◆ **Exercise goal**
Word for word, please restate the lines from the beginning of the data through the line in which "Action list that" appears.

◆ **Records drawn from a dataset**
|---|

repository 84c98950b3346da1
//! Sieve (RFC 5228) filter scripts as a structured rule model.
//!
//! [`generate`] renders a [`RuleSet`](model::RuleSet) as script text,
//! [`parse`] recovers a rule set from text in the supported subset, and
//! [`validate`] reports advisory consistency warnings.

pub mod config;
pub mod model;
pub mod sieve;
pub mod store;
pub mod validator;

pub use sieve::{compute_requires, generate, parse, ParseError};
pub use validator::{validate, Warning};
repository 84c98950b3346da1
pub mod paths;
use serde::{de, Deserialize, Deserializer, Serialize};
use serde_json::Value;
use std::fmt;
use uuid::Uuid;

use crate::model::enums::{
    ActionKind, AddressPart, BodyTransform, Combinator, ConditionKind, MatchType, SizeOperator,
};
use crate::model::ModelError;

/// Comparator assumed when a test does not name one.
pub const DEFAULT_COMPARATOR: &str = "i;ascii-casemap";

fn default_comparator() -> String {
    DEFAULT_COMPARATOR.to_string()
}

fn default_true() -> bool {
    true
}

/// Accepts either a single string or a list of strings.
fn one_or_many<'de, D>(deserializer: D) -> Result<Vec<String>, D::Error>
where
    D: Deserializer<'de>,
{
    #[derive(Deserialize)]
    #[serde(untagged)]
    enum OneOrMany {
        One(String),
        Many(Vec<String>),
    }

    Ok(match OneOrMany::deserialize(deserializer)? {
        OneOrMany::One(s) => vec![s],
        OneOrMany::Many(v) => v,
    })
}

/// Action list that tolerates a leftover `parameters` object on
/// `keep`/`discard`/`stop`, as left behind when an action's type is
/// switched in place.
fn lenient_actions<'de, D>(deserializer: D) -> Result<Vec<Action>, D::Error>
where
    D: Deserializer<'de>,
{
    Vec::<Value>::deserialize(deserializer)?
        .into_iter()
        .map(|mut item| {
            if let Some(obj) = item.as_object_mut() {
                let bare = obj
                    .get("type")
                    .and_then(Value::as_str)
                    .and_then(ActionKind::from_sieve)
                    .is_some_and(|kind| kind.is_bare());
                if bare {
                    obj.remove("parameters");
                }
            }
            serde_json::from_value(item).map_err(de::Error::custom)
        })
        .collect()
}

/// Opaque rule identifier, unique within a rule set.
#[derive(Debug, Clone, PartialEq, Eq, Hash, PartialOrd, Ord, Serialize, Deserialize)]
#[serde(transparent)]
pub struct RuleId(String);

impl RuleId {
    pub fn fresh() -> Self {
        Self(format!("id_{}", Uuid::new_v4().simple()))
    }

    pub fn as_str(&self) -> &str {
        &self.0
    }
}

impl From<&str> for RuleId {
    fn from(s: &str) -> Self {
        Self(s.to_string())
    }
}

impl fmt::Display for RuleId {
    fn fmt(&self, f: &mut fmt::Formatter<'_>) -> fmt::Result {
        f.write_str(&self.0)
    }
}

/// A single test inside a rule.
///
/// Persisted internally tagged by `type`, e.g.
/// `{"type": "header", "matchType": ":is", "header": "Subject", "keys": ["x"]}`.
#[derive(Debug, Clone, PartialEq, Eq, Serialize, Deserialize)]
#[serde(tag = "type", rename_all = "lowercase")]
pub enum Condition {
    Header {
        #[serde(default = "default_comparator")]
        comparator: String,
        #[serde(default, rename = "matchType")]
        match_type: MatchType,
        #[serde(default)]
        header: String,
        #[serde(default)]
        keys: Vec<String>,
    },
    Address {
        #[serde(default = "default_comparator")]
        comparator: String,
        #[serde(default, rename = "matchType")]
        match_type: MatchType,
        #[serde(default, rename = "addressPart")]
        address_part: AddressPart,
        #[serde(default)]
        header: String,
        #[serde(default)]
        keys: Vec<String>,
    },
    Envelope {
        #[serde(default = "default_comparator")]
        comparator: String,
        #[serde(default, rename = "matchType")]
        match_type: MatchType,
        #[serde(default, rename = "addressPart")]
        address_part: AddressPart,
        #[serde(default, alias = "part")]
        header: String,
        #[serde(default)]
        keys: Vec<String>,
    },
    Size {
        #[serde(default)]
        operator: SizeOperator,
        #[serde(default)]
        size: String,
    },
    Body {
        #[serde(default = "default_comparator")]
        comparator: String,
        #[serde(default, rename = "matchType")]
        match_type: MatchType,
        #[serde(default)]
        transform: BodyTransform,
        #[serde(default)]
        keys: Vec<String>,
    },
    Exists {
        #[serde(default, rename = "header", deserialize_with = "one_or_many")]
        headers: Vec<String>,
    },
    True,
    False,
}

impl Default for Condition {
    fn default() -> Self {
        Self::header("Subject", MatchType::Is, vec![String::new()])
    }
}

impl Condition {
    pub fn header(header: &str, match_type: MatchType, keys: Vec<String>) -> Self {
        Self::Header {
            comparator: default_comparator(),
            match_type,
            header: header.to_string(),
            keys,
        }
    }

    pub fn address(
        header: &str,
        match_type: MatchType,
        address_part: AddressPart,
        keys: Vec<String>,
    ) -> Self {
        Self::Address {
            comparator: default_comparator(),
            match_type,
            address_part,
            header: header.to_string(),
            keys,
        }
    }

    pub fn exists(headers: &[&str]) -> Self {
        Self::Exists {
            headers: headers.iter().map(|h| h.to_string()).collect(),
        }
    }

    /// Build a size test, checking that the limit is `digits [K|M|G]`.
    pub fn size(operator: SizeOperator, size: &str) -> Result<Self, ModelError> {
        if !is_size_literal(size) {
            return Err(ModelError::InvalidSize(size.to_string()));
        }
        Ok(Self::Size {
            operator,
            size: size.to_string(),
        })
    }

    pub fn kind(&self) -> ConditionKind {
        match self {
            Self::Header { .. } => ConditionKind::Header,
            Self::Address { .. } => ConditionKind::Address,
            Self::Envelope { .. } => ConditionKind::Envelope,
            Self::Size { .. } => ConditionKind::Size,
            Self::Body { .. } => ConditionKind::Body,
            Self::Exists { .. } => ConditionKind::Exists,
            Self::True => ConditionKind::True,
            Self::False => ConditionKind::False,
        }
    }

    /// Comparator named by the test, for the kinds that take one.
    pub fn comparator(&self) -> Option<&str> {
        match self {
            Self::Header { comparator, .. }
            | Self::Address { comparator, .. }
            | Self::Envelope { comparator, .. }
            | Self::Body { comparator, .. } => Some(comparator),
            _ => None,
        }
    }
}

fn is_size_literal(s: &str) -> bool {
    let digits = s.strip_suffix(['K', 'k', 'M', 'm', 'G', 'g']).unwrap_or(s);
    !digits.is_empty() && digits.bytes().all(|b| b.is_ascii_digit())
}

/// An effect applied when a rule matches.
///
/// Persisted adjacently tagged: `{"type": "fileinto", "parameters": {"mailbox": "Junk"}}`.
#[derive(Debug, Clone, PartialEq, Eq, Serialize, Deserialize)]
#[serde(tag = "type", content = "parameters", rename_all = "lowercase")]
pub enum Action {
    Keep,
    FileInto {
        #[serde(default)]
        mailbox: String,
        #[serde(default)]
        create: bool,
        #[serde(default)]
        copy: bool,
        #[serde(default, skip_serializing_if = "Vec::is_empty")]
        flags: Vec<String>,
    },
    Redirect {
        #[serde(default)]
        address: String,
        #[serde(default)]
        copy: bool,
    },
    Discard,
    Reject {
        #[serde(default)]
        reason: String,
    },
    AddHeader {
        #[serde(default)]
        name: String,
        #[serde(default)]
        value: String,
        #[serde(default)]
        last: bool,
    },
    DeleteHeader {
        #[serde(default)]
        name: String,
        #[serde(default, skip_serializing_if = "Option::is_none")]
        value: Option<String>,
        #[serde(default, skip_serializing_if = "Option::is_none")]
        index: Option<u32>,
        #[serde(default)]
        last: bool,
        #[serde(default, rename = "matchType", skip_serializing_if = "Option::is_none")]
        match_type: Option<MatchType>,
        #[serde(default, skip_serializing_if = "Option::is_none")]
        comparator: Option<String>,
    },
    Stop,
    Vacation {
        #[serde(default, skip_serializing_if = "Option::is_none")]
        days: Option<u32>,
        #[serde(default, skip_serializing_if = "Option::is_none")]
        subject: Option<String>,
        #[serde(default)]
        message: String,
    },
}

impl Default for Action {
    fn default() -> Self {
        Self::file_into("INBOX.Filtered")
    }
}

impl Action {
    pub fn file_into(mailbox: &str) -> Self {
        Self::FileInto {
            mailbox: mailbox.to_string(),
            create: false,
            copy: false,
            flags: Vec::new(),
        }
    }

    pub fn redirect(address: &str) -> Self {
        Self::Redirect {
            address: address.to_string(),
            copy: false,
        }
    }

    pub fn kind(&self) -> ActionKind {
        match self {
            Self::Keep => ActionKind::Keep,
            Self::FileInto { .. } => ActionKind::FileInto,
            Self::Redirect { .. } => ActionKind::Redirect,
            Self::Discard => ActionKind::Discard,
            Self::Reject { .. } => ActionKind::Reject,
            Self::AddHeader { .. } => ActionKind::AddHeader,
            Self::DeleteHeader { .. } => ActionKind::DeleteHeader,
            Self::Stop => ActionKind::Stop,
            Self::Vacation { .. } => ActionKind::Vacation,
        }
    }
}

#[derive(Debug, Clone, PartialEq, Eq, Serialize, Deserialize)]
pub struct Rule {
    #[serde(default = "RuleId::fresh")]
    pub id: RuleId,
    #[serde(default = "default_true")]
    pub active: bool,
    #[serde(default)]
    pub combinator: Combinator,
    #[serde(default)]
    pub conditions: Vec<Condition>,
    #[serde(default, deserialize_with = "lenient_actions")]
    pub actions: Vec<Action>,
}

impl Default for Rule {
    fn default() -> Self {
        Self::new(vec![Condition::default()], vec![Action::default()])
    }
}

impl Rule {
    /// An active `anyof` rule with a fresh id.
    pub fn new(conditions: Vec<Condition>, actions: Vec<Action>) -> Self {
        Self {
            id: RuleId::fresh(),
            active: true,
            combinator: Combinator::AnyOf,
            conditions,
            actions,
        }
    }

    pub fn with_combinator(mut self, combinator: Combinator) -> Self {
        self.combinator = combinator;
        self
    }
}
/// Recover a rule set from SIEVE script text.
///
/// `parse()`: text → AST → model
///
/// Only what the rule model can hold comes back. Each top-level
/// `if`/`elsif`/`else` becomes one rule. A block whose tests fall outside
/// header/address/exists/true/false is skipped as a whole; actions other
/// than keep/fileinto/redirect/discard/stop/vacation/reject are dropped
/// from their rule. Both are logged at `warn`.
use tracing::{debug, warn};

use crate::model::{
    Action, ActionKind, AddressPart, CapabilitySet, Capability, Combinator, Condition,
    ConditionKind, MatchType, Rule, RuleId, RuleSet, DEFAULT_COMPARATOR,
};
use crate::sieve::ast::*;
use crate::sieve::error::ParseError;
use crate::sieve::parser;

/// Why a block could not become a rule.
#[derive(Debug, thiserror::Error)]
enum Unrecoverable {
    #[error("'{0}' test is not supported")]
    Test(String),
    #[error("'{test}' test: {detail}")]
    TestArguments { test: String, detail: String },
    #[error("block has no test")]
    MissingTest,
    #[error("nested blocks are not supported")]
    NestedBlock,
}

fn bad_arguments(test: &Test, detail: impl Into<String>) -> Unrecoverable {
    Unrecoverable::TestArguments {
        test: test.name.clone(),
        detail: detail.into(),
    }
}

pub fn parse(text: &str) -> Result<RuleSet, ParseError> {
    let script = parser::parse(text)?;
    script_to_rule_set(&script)
}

|---|

◆ **Answer area**
repository 84c98950b3346da1
//! Sieve (RFC 5228) filter scripts as a structured rule model.
//!
//! [`generate`] renders a [`RuleSet`](model::RuleSet) as script text,
//! [`parse`] recovers a rule set from text in the supported subset, and
//! [`validate`] reports advisory consistency warnings.

pub mod config;
pub mod model;
pub mod sieve;
pub mod store;
pub mod validator;

pub use sieve::{compute_requires, generate, parse, ParseError};
pub use validator::{validate, Warning};
repository 84c98950b3346da1
pub mod paths;
use serde::{de, Deserialize, Deserializer, Serialize};
use serde_json::Value;
use std::fmt;
use uuid::Uuid;

use crate::model::enums::{
    ActionKind, AddressPart, BodyTransform, Combinator, ConditionKind, MatchType, SizeOperator,
};
use crate::model::ModelError;

/// Comparator assumed when a test does not name one.
pub const DEFAULT_COMPARATOR: &str = "i;ascii-casemap";

fn default_comparator() -> String {
    DEFAULT_COMPARATOR.to_string()
}

fn default_true() -> bool {
    true
}

/// Accepts either a single string or a list of strings.
fn one_or_many<'de, D>(deserializer: D) -> Result<Vec<String>, D::Error>
where
    D: Deserializer<'de>,
{
    #[derive(Deserialize)]
    #[serde(untagged)]
    enum OneOrMany {
        One(String),
        Many(Vec<String>),
    }

    Ok(match OneOrMany::deserialize(deserializer)? {
        OneOrMany::One(s) => vec![s],
        OneOrMany::Many(v) => v,
    })
}

/// Action list that tolerates a leftover `parameters` object on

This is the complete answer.